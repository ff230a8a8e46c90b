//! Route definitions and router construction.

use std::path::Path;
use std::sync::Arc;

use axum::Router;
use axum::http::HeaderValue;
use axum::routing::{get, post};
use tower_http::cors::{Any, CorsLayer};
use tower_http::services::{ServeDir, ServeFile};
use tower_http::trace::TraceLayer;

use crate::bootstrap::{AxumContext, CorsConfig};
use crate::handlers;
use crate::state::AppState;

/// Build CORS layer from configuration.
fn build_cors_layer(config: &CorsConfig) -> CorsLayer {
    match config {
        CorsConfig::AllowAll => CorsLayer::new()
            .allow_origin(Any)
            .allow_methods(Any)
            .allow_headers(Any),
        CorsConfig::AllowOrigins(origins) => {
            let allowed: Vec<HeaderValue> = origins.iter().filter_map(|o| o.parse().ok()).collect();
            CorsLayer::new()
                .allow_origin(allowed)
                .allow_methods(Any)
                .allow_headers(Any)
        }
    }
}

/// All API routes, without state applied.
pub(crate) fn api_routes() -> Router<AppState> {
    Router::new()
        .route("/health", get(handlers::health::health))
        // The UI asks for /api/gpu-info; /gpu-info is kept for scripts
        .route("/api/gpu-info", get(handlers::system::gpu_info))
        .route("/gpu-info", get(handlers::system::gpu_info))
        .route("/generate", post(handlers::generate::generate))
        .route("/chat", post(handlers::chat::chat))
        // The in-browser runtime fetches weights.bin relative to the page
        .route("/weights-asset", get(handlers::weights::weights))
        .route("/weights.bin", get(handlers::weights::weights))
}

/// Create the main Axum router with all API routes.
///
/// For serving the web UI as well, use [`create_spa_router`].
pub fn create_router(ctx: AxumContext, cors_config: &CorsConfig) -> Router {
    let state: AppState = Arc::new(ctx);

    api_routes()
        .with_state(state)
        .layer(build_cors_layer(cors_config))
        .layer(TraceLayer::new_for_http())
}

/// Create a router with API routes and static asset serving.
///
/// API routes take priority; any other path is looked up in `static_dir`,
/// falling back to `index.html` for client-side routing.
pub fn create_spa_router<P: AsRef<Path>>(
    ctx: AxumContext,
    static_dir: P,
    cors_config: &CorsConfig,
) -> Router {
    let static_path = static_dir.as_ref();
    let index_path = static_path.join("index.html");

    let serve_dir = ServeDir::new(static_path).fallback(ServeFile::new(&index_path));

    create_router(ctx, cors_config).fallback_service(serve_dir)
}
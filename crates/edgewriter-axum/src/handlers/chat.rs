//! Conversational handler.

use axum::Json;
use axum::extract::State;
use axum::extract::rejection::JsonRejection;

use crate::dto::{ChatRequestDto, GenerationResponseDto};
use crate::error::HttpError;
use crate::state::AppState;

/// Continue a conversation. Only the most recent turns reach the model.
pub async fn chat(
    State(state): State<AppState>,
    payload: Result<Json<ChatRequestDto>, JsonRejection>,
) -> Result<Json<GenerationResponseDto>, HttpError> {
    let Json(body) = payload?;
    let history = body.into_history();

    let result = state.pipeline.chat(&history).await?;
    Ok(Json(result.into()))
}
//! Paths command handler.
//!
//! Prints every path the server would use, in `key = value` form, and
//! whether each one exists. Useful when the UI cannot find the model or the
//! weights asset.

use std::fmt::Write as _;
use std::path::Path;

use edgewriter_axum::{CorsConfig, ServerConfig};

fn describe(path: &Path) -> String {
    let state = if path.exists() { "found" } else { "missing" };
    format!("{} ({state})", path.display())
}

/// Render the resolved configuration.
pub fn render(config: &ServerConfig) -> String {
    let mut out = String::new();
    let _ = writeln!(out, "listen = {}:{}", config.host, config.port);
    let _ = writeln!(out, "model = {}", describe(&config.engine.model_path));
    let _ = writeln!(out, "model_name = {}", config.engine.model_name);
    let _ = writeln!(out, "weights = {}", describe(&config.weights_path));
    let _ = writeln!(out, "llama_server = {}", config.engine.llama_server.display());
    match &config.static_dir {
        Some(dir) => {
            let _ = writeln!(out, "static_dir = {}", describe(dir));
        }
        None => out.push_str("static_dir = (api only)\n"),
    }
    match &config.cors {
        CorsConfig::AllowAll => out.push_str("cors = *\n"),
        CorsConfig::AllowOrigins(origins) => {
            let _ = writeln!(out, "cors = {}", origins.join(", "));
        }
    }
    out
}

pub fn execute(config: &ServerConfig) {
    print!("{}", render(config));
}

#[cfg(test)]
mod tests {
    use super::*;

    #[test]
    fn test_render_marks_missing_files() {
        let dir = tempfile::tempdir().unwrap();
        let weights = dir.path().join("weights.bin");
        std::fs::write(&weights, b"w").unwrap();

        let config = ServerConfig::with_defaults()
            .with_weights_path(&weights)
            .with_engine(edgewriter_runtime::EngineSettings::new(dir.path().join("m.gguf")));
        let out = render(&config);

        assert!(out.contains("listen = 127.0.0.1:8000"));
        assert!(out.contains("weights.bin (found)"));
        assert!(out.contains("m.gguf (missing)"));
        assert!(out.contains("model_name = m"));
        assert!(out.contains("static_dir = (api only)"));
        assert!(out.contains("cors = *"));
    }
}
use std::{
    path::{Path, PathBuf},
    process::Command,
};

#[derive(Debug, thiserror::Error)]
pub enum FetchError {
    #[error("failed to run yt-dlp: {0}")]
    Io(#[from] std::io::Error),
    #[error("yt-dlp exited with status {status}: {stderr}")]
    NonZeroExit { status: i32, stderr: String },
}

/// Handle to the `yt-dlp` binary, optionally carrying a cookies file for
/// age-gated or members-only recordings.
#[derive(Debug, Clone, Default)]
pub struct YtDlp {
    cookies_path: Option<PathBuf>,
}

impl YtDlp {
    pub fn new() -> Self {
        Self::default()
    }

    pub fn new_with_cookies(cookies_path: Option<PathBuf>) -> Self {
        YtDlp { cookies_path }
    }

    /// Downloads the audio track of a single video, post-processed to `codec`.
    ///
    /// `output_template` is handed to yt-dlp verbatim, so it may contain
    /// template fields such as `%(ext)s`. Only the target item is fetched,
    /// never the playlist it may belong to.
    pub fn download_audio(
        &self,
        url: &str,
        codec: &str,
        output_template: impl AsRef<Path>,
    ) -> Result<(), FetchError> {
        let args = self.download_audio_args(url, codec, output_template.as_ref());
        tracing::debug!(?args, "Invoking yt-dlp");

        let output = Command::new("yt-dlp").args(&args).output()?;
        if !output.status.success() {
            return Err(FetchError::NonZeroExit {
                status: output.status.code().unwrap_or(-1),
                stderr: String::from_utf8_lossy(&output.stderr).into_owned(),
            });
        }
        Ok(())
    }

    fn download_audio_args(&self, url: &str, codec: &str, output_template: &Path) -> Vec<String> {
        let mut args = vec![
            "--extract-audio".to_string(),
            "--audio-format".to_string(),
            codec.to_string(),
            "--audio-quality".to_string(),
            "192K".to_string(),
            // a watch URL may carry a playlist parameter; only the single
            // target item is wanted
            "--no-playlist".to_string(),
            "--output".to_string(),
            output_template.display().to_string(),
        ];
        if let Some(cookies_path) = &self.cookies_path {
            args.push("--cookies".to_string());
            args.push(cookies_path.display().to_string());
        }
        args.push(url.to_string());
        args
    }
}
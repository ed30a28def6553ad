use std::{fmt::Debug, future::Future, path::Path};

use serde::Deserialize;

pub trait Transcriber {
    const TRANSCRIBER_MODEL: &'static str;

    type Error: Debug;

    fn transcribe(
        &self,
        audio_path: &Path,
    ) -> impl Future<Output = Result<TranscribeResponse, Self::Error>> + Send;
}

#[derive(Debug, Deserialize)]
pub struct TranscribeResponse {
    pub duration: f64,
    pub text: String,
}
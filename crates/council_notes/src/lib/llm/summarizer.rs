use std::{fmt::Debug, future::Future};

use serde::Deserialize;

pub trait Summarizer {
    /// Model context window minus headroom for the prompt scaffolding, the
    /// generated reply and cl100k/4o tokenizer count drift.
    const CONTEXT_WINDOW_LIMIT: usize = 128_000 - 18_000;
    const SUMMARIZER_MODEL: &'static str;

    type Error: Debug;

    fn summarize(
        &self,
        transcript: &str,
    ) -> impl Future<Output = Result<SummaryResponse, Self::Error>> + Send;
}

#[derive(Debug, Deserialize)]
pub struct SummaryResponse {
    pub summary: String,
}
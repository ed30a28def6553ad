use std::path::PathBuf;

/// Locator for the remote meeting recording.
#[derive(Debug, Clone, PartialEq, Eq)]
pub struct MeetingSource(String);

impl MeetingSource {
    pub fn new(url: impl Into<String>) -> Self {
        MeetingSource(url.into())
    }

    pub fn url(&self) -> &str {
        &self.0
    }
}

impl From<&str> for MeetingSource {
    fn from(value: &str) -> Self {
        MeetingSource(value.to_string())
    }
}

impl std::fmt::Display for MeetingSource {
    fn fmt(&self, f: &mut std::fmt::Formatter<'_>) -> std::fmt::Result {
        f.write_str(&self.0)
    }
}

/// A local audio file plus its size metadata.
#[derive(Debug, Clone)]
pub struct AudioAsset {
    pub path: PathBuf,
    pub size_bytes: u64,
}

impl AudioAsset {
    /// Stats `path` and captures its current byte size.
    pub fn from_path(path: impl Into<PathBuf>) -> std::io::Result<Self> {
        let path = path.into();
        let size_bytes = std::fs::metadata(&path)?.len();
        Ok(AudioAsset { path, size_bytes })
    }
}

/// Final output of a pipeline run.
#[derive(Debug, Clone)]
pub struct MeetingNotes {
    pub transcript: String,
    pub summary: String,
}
______
ACTIVITY.
From the records above, return each line that includes "ServerConfig".

ANSWER FOR THE TASK.
use edgewriter_axum::{CorsConfig, ServerConfig};
pub fn render(config: &ServerConfig) -> String {
pub fn execute(config: &ServerConfig) {
        let config = ServerConfig::with_defaults()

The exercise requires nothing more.